Le voici en France, ressuscité en chef de guerre, loin de ses déboires politiques, conséquences de sa dissolution ratée. Le voilà en Europe, où, multipliant les sommets, il entend se hisser au rang de protecteur de nos voisins européens. À ceux-là, tous non nucléaires et désormais orphelins du parapluie américain, Macron rappelle que la France est une puissance « dotée ». Mieux, qu’elle est prête, annonce-t-il solennellement, à ouvrir sans tarder le débat sur un éventuel « élargissement de sa dissuasion nucléaire » à nos partenaires.
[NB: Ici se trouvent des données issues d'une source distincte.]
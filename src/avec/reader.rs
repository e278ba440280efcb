//! Reader-based decoder implementation.

use std::io::Read;

use tracing::debug;

use super::{Config, Error, Summary};

/// Decode a document from a reader.
///
/// The reader is drained into one immutable buffer before any partition is
/// scanned.
///
/// This method is also re-exported as `haversine::avec::decode_reader`.
pub fn decode(r: &mut impl Read, config: &Config) -> Result<Summary, Error> {
    let mut buf = Vec::new();
    r.read_to_end(&mut buf)?;

    debug!(len = buf.len(), "Read document.");

    super::slice::decode(&buf, config)
}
Et, comble de satisfaction : Berlin, Varsovie et jusqu’à la Scandinavie, indifférents jusqu’ici à notre ombrelle nationale, se sont subitement découvert un intérêt marqué pour la proposition macronienne.
Mais de quoi parle-t-on au juste ?
Élargir le parapluie français, mais à qui ? Et qui appuiera sur le bouton ? Un conclave de quelques chefs d’État ou un comité Théodule fédéral ? Et s’il s’agit de risquer d’incinérer Paris pour sauver Vilnius, Varsovie ou Bratislava, les Français, qui n’ont pas été consultés, en seraient-ils d’accord ?
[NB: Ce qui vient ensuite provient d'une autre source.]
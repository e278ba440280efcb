//! Great-circle distance between two points on a sphere.

use core::f64::consts::PI;

/// Mean radius of the Earth in kilometres.
pub const EARTH_RADIUS_KM: f64 = 6371.0;

/// Compute the haversine distance between `(x0, y0)` and `(x1, y1)`, given in
/// degrees of longitude (`x`) and latitude (`y`), on a sphere of `radius`.
///
/// The result is in the unit of `radius`. The order of operations is fixed so
/// that results reproduce bit-for-bit against the reference formulation.
pub fn distance(x0: f64, y0: f64, x1: f64, y1: f64, radius: f64) -> f64 {
    let d_lat = radians(y1 - y0);
    let d_lon = radians(x1 - x0);
    let lat0 = radians(y0);
    let lat1 = radians(y1);

    let a = square((d_lat / 2.0).sin()) + lat0.cos() * lat1.cos() * square((d_lon / 2.0).sin());

    2.0 * radius * a.sqrt().asin()
}

fn radians(degrees: f64) -> f64 {
    const DEG_TO_RAD: f64 = PI / 180.0;
    degrees * DEG_TO_RAD
}

fn square(x: f64) -> f64 {
    x * x
}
Et quid alors de notre arsenal actuel de 290 ogives ? Celui-ci a été dimensionné « en stricte suffisance » pour la protection ultime de 70 millions de Français. Mais face aux quelque 5 000 armes nucléaires russes, notre force actuelle ne devrait-elle pas être multipliée par cinq au moins s’il s’agissait de protéger 450 millions d’Européens ? Et qui paierait pour cinq fois plus de missiles, de sous-marins lanceurs d’engins (SNLE) et de Rafales N ?
En vérité, l’idée que notre dissuasion nationale protège nos « intérêts vitaux » et que ces intérêts vitaux demeurent volontairement non définis a permis à la France, depuis de Gaulle, de projeter sur l’agresseur potentiel (l’URSS, puis la Russie) une nécessaire ambiguïté stratégique.
Pour le Général, les intérêts vitaux de la France se seraient trouvés compromis en cas d’invasion de l’Allemagne de l’Ouest (à l’époque) ou du Benelux. Plus tard, Giscard l’Européen avança, avec son chef d’état-major, le général Méry, la notion de « dissuasion élargie », mais sans plus de précisions… Quant à l’OTAN elle-même, elle reconnaît depuis son communiqué d’Ottawa de 1974 la « contribution » des forces nucléaires française et britannique à la dissuasion globale de l’Alliance.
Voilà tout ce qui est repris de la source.